▸ **AIM OF THE TASK**
Could you say how many lines in the records include "UserFunctionError"? Please give the number by itself.

▸ **SOURCE DATA**
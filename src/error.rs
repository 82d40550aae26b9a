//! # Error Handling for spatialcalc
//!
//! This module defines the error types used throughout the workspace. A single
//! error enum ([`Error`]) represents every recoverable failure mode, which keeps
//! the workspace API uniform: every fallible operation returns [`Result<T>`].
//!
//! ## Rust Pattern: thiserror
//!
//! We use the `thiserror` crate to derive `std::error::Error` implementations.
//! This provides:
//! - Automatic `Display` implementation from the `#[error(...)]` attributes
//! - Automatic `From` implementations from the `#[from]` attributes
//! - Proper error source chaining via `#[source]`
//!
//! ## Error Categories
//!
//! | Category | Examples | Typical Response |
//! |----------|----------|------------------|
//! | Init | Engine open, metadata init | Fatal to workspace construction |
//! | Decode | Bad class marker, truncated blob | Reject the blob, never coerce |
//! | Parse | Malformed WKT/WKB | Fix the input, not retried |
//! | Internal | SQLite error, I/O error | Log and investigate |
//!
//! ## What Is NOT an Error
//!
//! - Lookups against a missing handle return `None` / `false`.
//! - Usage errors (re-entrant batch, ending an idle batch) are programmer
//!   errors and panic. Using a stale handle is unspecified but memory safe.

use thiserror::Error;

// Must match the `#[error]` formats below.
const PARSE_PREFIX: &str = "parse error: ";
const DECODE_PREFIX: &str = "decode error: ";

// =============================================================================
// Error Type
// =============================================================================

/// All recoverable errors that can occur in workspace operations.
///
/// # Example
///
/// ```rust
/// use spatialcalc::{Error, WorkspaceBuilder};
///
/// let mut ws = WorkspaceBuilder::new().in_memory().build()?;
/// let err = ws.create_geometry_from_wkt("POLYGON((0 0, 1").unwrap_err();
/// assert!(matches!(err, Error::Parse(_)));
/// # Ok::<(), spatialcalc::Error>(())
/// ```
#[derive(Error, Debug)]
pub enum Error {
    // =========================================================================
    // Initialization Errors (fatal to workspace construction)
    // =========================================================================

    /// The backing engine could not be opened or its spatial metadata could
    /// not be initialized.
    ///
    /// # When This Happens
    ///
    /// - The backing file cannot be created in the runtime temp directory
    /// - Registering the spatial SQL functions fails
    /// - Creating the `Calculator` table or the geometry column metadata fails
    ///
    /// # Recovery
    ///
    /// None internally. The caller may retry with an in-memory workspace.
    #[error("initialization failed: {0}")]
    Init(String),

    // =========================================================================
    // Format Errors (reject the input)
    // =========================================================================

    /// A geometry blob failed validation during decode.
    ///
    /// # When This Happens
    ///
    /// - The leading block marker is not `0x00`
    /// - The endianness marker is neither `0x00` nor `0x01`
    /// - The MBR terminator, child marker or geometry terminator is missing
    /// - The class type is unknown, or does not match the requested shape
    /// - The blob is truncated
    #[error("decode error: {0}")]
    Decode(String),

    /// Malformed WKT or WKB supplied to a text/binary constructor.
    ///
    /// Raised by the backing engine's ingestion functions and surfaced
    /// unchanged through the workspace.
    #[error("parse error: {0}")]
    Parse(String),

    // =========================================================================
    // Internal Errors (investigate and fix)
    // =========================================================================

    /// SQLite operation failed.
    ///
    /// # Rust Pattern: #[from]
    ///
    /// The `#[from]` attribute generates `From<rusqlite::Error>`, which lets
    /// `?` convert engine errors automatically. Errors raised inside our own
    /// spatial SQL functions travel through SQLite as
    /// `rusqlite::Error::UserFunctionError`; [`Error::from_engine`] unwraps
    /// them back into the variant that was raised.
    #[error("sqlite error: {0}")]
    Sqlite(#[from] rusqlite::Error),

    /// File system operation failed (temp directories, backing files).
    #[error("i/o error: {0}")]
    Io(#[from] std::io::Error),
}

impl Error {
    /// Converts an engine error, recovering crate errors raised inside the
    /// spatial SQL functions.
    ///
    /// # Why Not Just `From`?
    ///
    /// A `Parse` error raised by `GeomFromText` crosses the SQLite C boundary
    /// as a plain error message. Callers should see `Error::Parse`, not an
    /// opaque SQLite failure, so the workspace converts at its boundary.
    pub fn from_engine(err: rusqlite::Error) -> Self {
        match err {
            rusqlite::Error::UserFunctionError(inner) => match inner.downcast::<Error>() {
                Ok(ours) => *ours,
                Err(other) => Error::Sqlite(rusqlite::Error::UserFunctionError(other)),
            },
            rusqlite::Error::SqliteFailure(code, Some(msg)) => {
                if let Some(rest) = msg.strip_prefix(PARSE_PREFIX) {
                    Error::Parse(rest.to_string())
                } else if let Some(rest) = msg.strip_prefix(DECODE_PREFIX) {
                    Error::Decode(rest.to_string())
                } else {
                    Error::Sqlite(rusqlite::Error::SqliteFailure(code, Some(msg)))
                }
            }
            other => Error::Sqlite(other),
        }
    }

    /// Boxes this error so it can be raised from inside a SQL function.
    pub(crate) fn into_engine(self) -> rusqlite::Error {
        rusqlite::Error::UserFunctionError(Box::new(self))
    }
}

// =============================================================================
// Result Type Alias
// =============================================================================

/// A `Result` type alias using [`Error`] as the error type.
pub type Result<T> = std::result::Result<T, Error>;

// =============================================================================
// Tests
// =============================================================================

▸ **ANSWER BELOW**
4